# [RECORDED DATA]
▬▬▬▬▬▬▬▬▬▬
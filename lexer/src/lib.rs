//! Turns LOLCODE source text into the token stream the `parser` crate
//! consumes. Out of scope for this workspace: macro expansion, `#include`-
//! style preprocessing, and anything past producing a flat `Vec<Token>`.

pub mod error;
mod keyword;
mod scan;
pub mod token;

use std::rc::Rc;

pub use error::{LexError, LexErrorKind};
pub use token::{LiteralValue, Token, TokenKind};

/// Tokenizes an entire source file. `fname` is attached to every token
/// (cheaply, via one `Rc<str>` allocation) for error reporting further down
/// the pipeline.
pub fn tokenize(source: &str, fname: impl Into<Rc<str>>) -> Result<Vec<Token>, LexError> {
    scan::tokenize(source, fname.into())
}

#[cfg(test)]
mod tests {
    use super::*;

    fn kinds(src: &str) -> Vec<TokenKind> {
        tokenize(src, "test.lol")
            .unwrap()
            .into_iter()
            .map(|t| t.kind)
            .collect()
    }

    #[test]
    fn hai_kthxbye_roundtrip() {
        let src = "HAI 1.2\nKTHXBYE\n";
        let got = kinds(src);
        assert_eq!(
            got,
            vec![
                TokenKind::Hai,
                TokenKind::Float,
                TokenKind::Newline,
                TokenKind::KThxBye,
                TokenKind::Newline,
                TokenKind::Eof,
            ]
        );
    }

    #[test]
    fn folds_multiword_keywords() {
        let src = "I HAS A SCORE ITZ A NUMBR\n";
        let got = kinds(src);
        assert_eq!(
            got,
            vec![
                TokenKind::Identifier,
                TokenKind::HasA,
                TokenKind::Identifier,
                TokenKind::Itz,
                TokenKind::A,
                TokenKind::Numbr,
                TokenKind::Newline,
                TokenKind::Eof,
            ]
        );
    }

    #[test]
    fn dual_arity_and_keywords_fold_the_same() {
        assert_eq!(kinds("BOTH OF")[0], TokenKind::BothOf);
        assert_eq!(kinds("ALL OF")[0], TokenKind::AllOf);
    }

    #[test]
    fn strips_line_comment() {
        let got = kinds("VISIBLE \"HI\" BTW say hi\n");
        assert_eq!(
            got,
            vec![
                TokenKind::Visible,
                TokenKind::StringLit,
                TokenKind::Newline,
                TokenKind::Eof,
            ]
        );
    }

    #[test]
    fn strips_block_comment_across_lines() {
        let src = "VISIBLE \"A\"\nOBTW\nignored line\nTLDR\nVISIBLE \"B\"\n";
        let got = kinds(src);
        assert_eq!(
            got,
            vec![
                TokenKind::Visible,
                TokenKind::StringLit,
                TokenKind::Newline,
                TokenKind::Newline,
                TokenKind::Visible,
                TokenKind::StringLit,
                TokenKind::Newline,
                TokenKind::Eof,
            ]
        );
    }

    #[test]
    fn unterminated_string_errors() {
        let err = tokenize("VISIBLE \"oops\n", "test.lol").unwrap_err();
        assert_eq!(err.kind, LexErrorKind::UnterminatedString);
    }

    #[test]
    fn unterminated_block_comment_errors() {
        let err = tokenize("OBTW\nnever closed\n", "test.lol").unwrap_err();
        assert_eq!(err.kind, LexErrorKind::UnterminatedComment);
    }

    #[test]
    fn recognizes_booleans_and_numbers() {
        let got = kinds("WIN FAIL 42 -3.5\n");
        assert_eq!(
            got,
            vec![
                TokenKind::Boolean,
                TokenKind::Boolean,
                TokenKind::Integer,
                TokenKind::Float,
                TokenKind::Newline,
                TokenKind::Eof,
            ]
        );
    }
}
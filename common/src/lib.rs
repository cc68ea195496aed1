//! Shared data types used by the `lexer` and `parser` crates: the LOLCODE
//! abstract syntax tree and the fatal-error type the parser reports through.

pub mod ast;
pub mod error;
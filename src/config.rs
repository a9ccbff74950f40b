//! Configuration file parser for ~/.config/feedscan/config.toml.
//!
//! The config file is optional. A missing file yields `Config::default()`.
//! Unknown keys are ignored by serde, with a warning logged for each one.
use serde::Deserialize;
use std::path::{Path, PathBuf};
use std::time::Duration;
use thiserror::Error;

use crate::feed::{DatePolicy, ParserOptions};
use crate::fetch::FetchOptions;

// ============================================================================
// Error Types
// ============================================================================

#[derive(Debug, Error)]
pub enum ConfigError {
    #[error("Failed to read config file: {0}")]
    Io(#[from] std::io::Error),

    #[error("Invalid TOML in config file: {0}")]
    Parse(#[from] toml::de::Error),

    /// The file exceeds the size cap.
    #[error("Config file too large: {0}")]
    TooLarge(String),
}

// ============================================================================
// Configuration Structs
// ============================================================================

/// Top-level configuration.
///
/// All fields use `#[serde(default)]` so any subset of keys can be specified.
#[derive(Debug, Clone, PartialEq, Deserialize)]
#[serde(default)]
pub struct Config {
    /// `"abort"` or `"fallback"` for dates that fail to parse.
    pub date_policy: DatePolicy,

    /// HTTP request timeout in seconds.
    pub timeout_secs: u64,

    /// Largest feed body accepted, in bytes.
    pub max_feed_bytes: usize,

    /// Retries for rate-limited, failing or truncated downloads.
    pub max_retries: u32,

    /// User-Agent header sent with feed requests.
    pub user_agent: String,
}

impl Default for Config {
    fn default() -> Self {
        Self {
            date_policy: DatePolicy::default(),
            timeout_secs: 30,
            max_feed_bytes: 10 * 1024 * 1024,
            max_retries: 3,
            user_agent: concat!("feedscan/", env!("CARGO_PKG_VERSION")).to_string(),
        }
    }
}

impl Config {
    /// Largest config file read (1 MB).
    const MAX_FILE_SIZE: u64 = 1_048_576;

    const KNOWN_KEYS: [&'static str; 5] = [
        "date_policy",
        "timeout_secs",
        "max_feed_bytes",
        "max_retries",
        "user_agent",
    ];

    /// Default location: `$HOME/.config/feedscan/config.toml`.
    pub fn default_path() -> Option<PathBuf> {
        let home = std::env::var_os("HOME")?;
        Some(
            PathBuf::from(home)
                .join(".config")
                .join("feedscan")
                .join("config.toml"),
        )
    }

    /// Load configuration from a TOML file.
    ///
    /// - Missing file → `Ok(Config::default())`
    /// - Empty file → `Ok(Config::default())`
    /// - Invalid TOML → `Err(ConfigError::Parse)` with line number info
    /// - Unknown keys → accepted, logged as warning
    pub fn load(path: &Path) -> Result<Self, ConfigError> {
        // Size is checked before reading
        match std::fs::metadata(path) {
            Ok(meta) if meta.len() > Self::MAX_FILE_SIZE => {
                return Err(ConfigError::TooLarge(format!(
                    "Config file is {} bytes (max {} bytes)",
                    meta.len(),
                    Self::MAX_FILE_SIZE
                )));
            }
            Err(e) if e.kind() == std::io::ErrorKind::NotFound => {
                tracing::debug!(path = %path.display(), "No config file found, using defaults");
                return Ok(Self::default());
            }
            Err(e) => return Err(ConfigError::Io(e)),
            Ok(_) => {}
        }

        let content = match std::fs::read_to_string(path) {
            Ok(c) => c,
            Err(e) if e.kind() == std::io::ErrorKind::NotFound => {
                tracing::debug!(path = %path.display(), "Config file disappeared, using defaults");
                return Ok(Self::default());
            }
            Err(e) => return Err(ConfigError::Io(e)),
        };

        Self::from_toml(&content)
    }

    /// Parses configuration from TOML text.
    pub fn from_toml(content: &str) -> Result<Self, ConfigError> {
        if content.trim().is_empty() {
            return Ok(Self::default());
        }

        if let Ok(raw) = content.parse::<toml::Table>() {
            for key in raw.keys() {
                if !Self::KNOWN_KEYS.contains(&key.as_str()) {
                    tracing::warn!(key = %key, "Unknown key in config file, ignoring");
                }
            }
        }

        let config: Config = toml::from_str(content)?;
        tracing::debug!(date_policy = ?config.date_policy, "Loaded configuration");
        Ok(config)
    }

    pub fn parser_options(&self) -> ParserOptions {
        ParserOptions {
            date_policy: self.date_policy,
            reference_time: None,
        }
    }

    pub fn fetch_options(&self) -> FetchOptions {
        FetchOptions {
            timeout: Duration::from_secs(self.timeout_secs),
            max_bytes: self.max_feed_bytes,
            max_retries: self.max_retries,
            ..FetchOptions::default()
        }
    }
}

// ============================================================================
// Tests
// ============================================================================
▬▬▬▬▬▬▬▬▬▬
# [WHAT IS BEING ASKED]
Filter the listing above, keeping only the lines with "using".

# [TASK SOLUTION]
                tracing::debug!(path = %path.display(), "No config file found, using defaults");
                tracing::debug!(path = %path.display(), "Config file disappeared, using defaults");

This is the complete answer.